(La Lettre Sépharade) — Un étudiant juif est assis seul dans une pièce sombre et regarde une série de courtes vidéos. Ce sont des altercations filmées du conflit israélo-palestinien, souvent violentes, certaines montrant des soldats et des citoyens israéliens attaquant ou maltraitant des civils palestiniens. Une caméra braquée sur l’élève enregistre ses réactions pendant qu’elle regarde. Parfois, un homme, parlant au micro d’une autre pièce, intervient pour lui demander de clarifier ses pensées.
C’est la prémisse derrière le documentaire « The Viewing Booth », une configuration d’une simplicité trompeuse qui devient une méditation complexe sur la façon dont différents publics peuvent interpréter les mêmes images du conflit israélo-palestinien, et sur la question de savoir si le cinéma peut vraiment être un outil de changement social. . Le réalisateur israélien du film, Raanan Alexandrowicz (l’homme au micro), a créé le concept pour mieux comprendre l’impact de telles images sur un public qui peut ne pas être d’accord avec leur contenu.
Ce qu’il a trouvé, a déclaré Alexandrowicz, l’a amené à remettre en question sa propre vision du monde.

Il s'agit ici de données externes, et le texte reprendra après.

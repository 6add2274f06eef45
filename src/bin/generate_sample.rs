use std::f64::consts::{FRAC_PI_2, PI};
use std::path::PathBuf;

use anyhow::{Context, Result};
use ndarray::{Array1, Array2};
use scorus::healpix::pix::pix2ang_ring;
use scorus::healpix::utils::nside2npix;

use gamma_sky_viz::data::model::{SkyDataset, ENERGY_UNIT, SKY_FLUX_UNIT};
use gamma_sky_viz::data::writer::write_dataset;

const NSIDE: usize = 32;

/// Toy flux in MeV / (cm² sr s): a bright galactic ridge peaking towards the
/// centre, on top of an isotropic floor, falling off as a power law.
fn toy_flux(energy: f64, longitude: f64, latitude: f64) -> f64 {
    let gaussian = |x: f64, sigma: f64| (-x.powi(2) / (2.0 * sigma.powi(2))).exp();

    // longitude wrapped to [-π, π)
    let l = (longitude + PI).rem_euclid(2.0 * PI) - PI;
    let ridge = gaussian(latitude, 4f64.to_radians()) * (0.3 + gaussian(l, 35f64.to_radians()));
    let bulge = 0.5 * gaussian(l.hypot(latitude), 10f64.to_radians());
    let isotropic = 0.02;

    1e-3 * (energy / 100.0).powf(-0.7) * (ridge + bulge + isotropic)
}

fn main() -> Result<()> {
    env_logger::init();

    let output_path = std::env::args()
        .nth(1)
        .map(PathBuf::from)
        .unwrap_or_else(|| PathBuf::from("sample_gamma_sky.h5"));

    // 100 MeV → 1 TeV
    let energies: Array1<f64> = (0..5).map(|i| 100.0 * 10f64.powi(i)).collect();

    let npix = nside2npix(NSIDE);
    let directions: Vec<(f64, f64)> = (0..npix)
        .map(|pixel| {
            let centre = pix2ang_ring::<f64>(NSIDE, pixel);
            (centre.az, FRAC_PI_2 - centre.pol)
        })
        .collect();

    let skies = Array2::from_shape_fn((energies.len(), npix), |(e, p)| {
        let (longitude, latitude) = directions[p];
        toy_flux(energies[e], longitude, latitude)
    });

    let dataset = SkyDataset {
        skies,
        energies,
        energy_unit: ENERGY_UNIT.to_string(),
        flux_unit: SKY_FLUX_UNIT.to_string(),
    };
    write_dataset(&output_path, &dataset)
        .with_context(|| format!("writing {}", output_path.display()))?;

    println!(
        "Wrote {} gamma skies (nside {NSIDE}, {npix} pixels each) to {}",
        dataset.number_of_energies(),
        output_path.display()
    );
    Ok(())
}
//! Mollweide sky maps of the gamma ray skies written by `gamma_sky`.

pub mod app;
pub mod color;
pub mod data;
pub mod error;
pub mod state;
pub mod ui;

pub use error::SkyError;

Travaillant de l’Université Temple de Philadelphie, Alexandrowicz a invité sept étudiants à participer au stand, les filmant pendant qu’ils regardaient les images dans une technique évoquant « Interrotron » du réalisateur Errol Morris. En fin de compte, cependant, « The Viewing Booth » se concentre sur un seul participant : une étudiante de premier cycle nommée Maia Levy, une addition de dernière minute pendant le tournage qui s’identifie comme fortement pro-israélienne.

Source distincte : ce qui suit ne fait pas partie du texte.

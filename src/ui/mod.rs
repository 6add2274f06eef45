pub mod healpix;
pub mod panels;
pub mod plot;
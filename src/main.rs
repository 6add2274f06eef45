use std::path::PathBuf;
use std::process::ExitCode;

use anyhow::{anyhow, Context, Result};
use clap::Parser;

use gamma_sky_viz::app;
use gamma_sky_viz::data::{loader, transform};
use gamma_sky_viz::ui::plot::{render_figure, FigureOptions};
use gamma_sky_viz::SkyError;

/// Visualizes the gamma skies produced by gamma_sky.
#[derive(Parser, Debug)]
#[command(author, version, about)]
struct Args {
    /// H5 file created by gamma_sky
    #[arg(value_name = "GAMMA_SKY_FILE")]
    gamma_sky_file: PathBuf,

    /// Index of the energy
    #[arg(allow_negative_numbers = true)]
    energy_index: i64,

    /// Save the plot instead of showing it
    #[arg(long, value_name = "FILE")]
    save: Option<PathBuf>,

    /// Create a logarithmic plot
    #[arg(long)]
    log: bool,

    /// Figure width in pixels
    #[arg(long, default_value_t = FigureOptions::default().width)]
    width: u32,
}

fn main() -> ExitCode {
    env_logger::init();
    let args = Args::parse();

    match run(&args) {
        Ok(()) => ExitCode::SUCCESS,
        Err(e) => {
            if let Some(SkyError::EnergyIndexOutOfRange { index, .. }) = e.downcast_ref::<SkyError>() {
                println!("error: invalid energy index \"{index}\".");
            } else {
                eprintln!("Error: {e:#}");
            }
            ExitCode::FAILURE
        }
    }
}

fn run(args: &Args) -> Result<()> {
    let bin = loader::read_data(&args.gamma_sky_file, args.energy_index)
        .with_context(|| format!("reading {}", args.gamma_sky_file.display()))?;
    let map = transform::to_display_units(bin, args.log);
    let figure = render_figure(&map, &FigureOptions { width: args.width })
        .context("rendering the sky map")?;

    match &args.save {
        Some(path) => figure
            .save(path)
            .with_context(|| format!("saving {}", path.display()))?,
        None => app::show(figure).map_err(|e| anyhow!("sky map window failed: {e}"))?,
    }
    Ok(())
}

Levy est sceptique quant à une grande partie des images qu’Alexandrowicz lui montre, décrivant les Israéliens sous un jour négatif. Pourtant, elle y est tout de même attirée.

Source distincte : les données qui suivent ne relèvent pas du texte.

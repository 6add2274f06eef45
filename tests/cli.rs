use std::ffi::OsStr;
use std::path::{Path, PathBuf};
use std::process::{Command, Output};

use gamma_sky_viz::data::model::{SkyDataset, ENERGY_UNIT, SKY_FLUX_UNIT};
use gamma_sky_viz::data::writer::write_dataset;
use ndarray::{array, Array2};
use tempfile::TempDir;

/// Three energies over an nside 2 sky.
fn write_skies(dir: &Path, energy_unit: &str) -> PathBuf {
    let path = dir.join("gamma_skies.h5");
    let dataset = SkyDataset {
        skies: Array2::from_shape_fn((3, 48), |(e, p)| 1e-4 * (1 + e * 48 + p) as f64),
        energies: array![10.0, 100.0, 1000.0],
        energy_unit: energy_unit.to_string(),
        flux_unit: SKY_FLUX_UNIT.to_string(),
    };
    write_dataset(&path, &dataset).unwrap();
    path
}

fn run(args: &[&OsStr]) -> Output {
    Command::new(env!("CARGO_BIN_EXE_gamma-sky-viz"))
        .args(args)
        .output()
        .expect("failed to run gamma-sky-viz")
}

#[test]
fn saves_the_selected_energy() {
    let dir = TempDir::new().unwrap();
    let input = write_skies(dir.path(), ENERGY_UNIT);
    let output = dir.path().join("out.png");

    let result = run(&[
        input.as_os_str(),
        OsStr::new("1"),
        OsStr::new("--save"),
        output.as_os_str(),
    ]);

    assert!(result.status.success(), "{}", String::from_utf8_lossy(&result.stderr));
    let stdout = String::from_utf8_lossy(&result.stdout);
    assert_eq!(
        stdout.lines().collect::<Vec<_>>(),
        vec!["Available Energies:", "  0: 0.01 GeV", "  1: 0.10 GeV", "  2: 1.00 GeV"]
    );
    let image = image::open(&output).unwrap();
    assert_eq!(image.width(), 1400);
}

#[test]
fn logarithmic_plot_can_be_saved() {
    let dir = TempDir::new().unwrap();
    let input = write_skies(dir.path(), ENERGY_UNIT);
    let output = dir.path().join("log.png");

    let result = run(&[
        input.as_os_str(),
        OsStr::new("2"),
        OsStr::new("--log"),
        OsStr::new("--width"),
        OsStr::new("500"),
        OsStr::new("--save"),
        output.as_os_str(),
    ]);

    assert!(result.status.success(), "{}", String::from_utf8_lossy(&result.stderr));
    assert_eq!(image::open(&output).unwrap().width(), 500);
}

#[test]
fn out_of_range_index_exits_with_one() {
    let dir = TempDir::new().unwrap();
    let input = write_skies(dir.path(), ENERGY_UNIT);

    for index in ["3", "-1"] {
        let result = run(&[input.as_os_str(), OsStr::new(index)]);
        assert_eq!(result.status.code(), Some(1));
        let stdout = String::from_utf8_lossy(&result.stdout);
        // the listing still comes first, the message closes it
        assert!(stdout.starts_with("Available Energies:"), "unexpected stdout: {stdout}");
        assert_eq!(
            stdout.lines().last(),
            Some(format!("error: invalid energy index \"{index}\".").as_str())
        );
    }
}

#[test]
fn wrong_energy_unit_is_fatal() {
    let dir = TempDir::new().unwrap();
    let input = write_skies(dir.path(), "GeV");
    let output = dir.path().join("never.png");

    let result = run(&[
        input.as_os_str(),
        OsStr::new("0"),
        OsStr::new("--save"),
        output.as_os_str(),
    ]);

    assert!(!result.status.success());
    assert!(String::from_utf8_lossy(&result.stderr).contains("wrong energy unit"));
    assert!(!String::from_utf8_lossy(&result.stdout).contains("Available Energies"));
    assert!(!output.exists());
}

#[test]
fn missing_file_is_fatal() {
    let dir = TempDir::new().unwrap();
    let result = run(&[dir.path().join("absent.h5").as_os_str(), OsStr::new("0")]);
    assert!(!result.status.success());
    assert!(String::from_utf8_lossy(&result.stderr).contains("absent.h5"));
}

#[test]
fn oversized_width_is_rejected() {
    let dir = TempDir::new().unwrap();
    let input = write_skies(dir.path(), ENERGY_UNIT);
    let output = dir.path().join("huge.png");

    let result = run(&[
        input.as_os_str(),
        OsStr::new("0"),
        OsStr::new("--width"),
        OsStr::new("4000000000"),
        OsStr::new("--save"),
        output.as_os_str(),
    ]);

    assert_eq!(result.status.code(), Some(1));
    assert!(String::from_utf8_lossy(&result.stderr).contains("figure width of 4000000000 px"));
    assert!(!output.exists());
}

« Vous devriez prendre tout cela avec un grain de sel », dit-elle en visionnant des images distribuées par l’organisation israélienne des droits de l’homme B’Tselem. « Il y a 100% de parti pris dans ces images, mais ce sont toujours des images qui, je pense, méritent encore une certaine forme de reconnaissance. »
Alors que Levy interroge par réflexe le contenu et les motivations des images, elle et Alexandrowicz discutent de la nature de la vérité et des systèmes de croyances préconçues. Le film culmine avec le retour de Levy sur le stand, cette fois pour regarder la vidéo d’elle-même de la première session – une salle des glaces cinématographique.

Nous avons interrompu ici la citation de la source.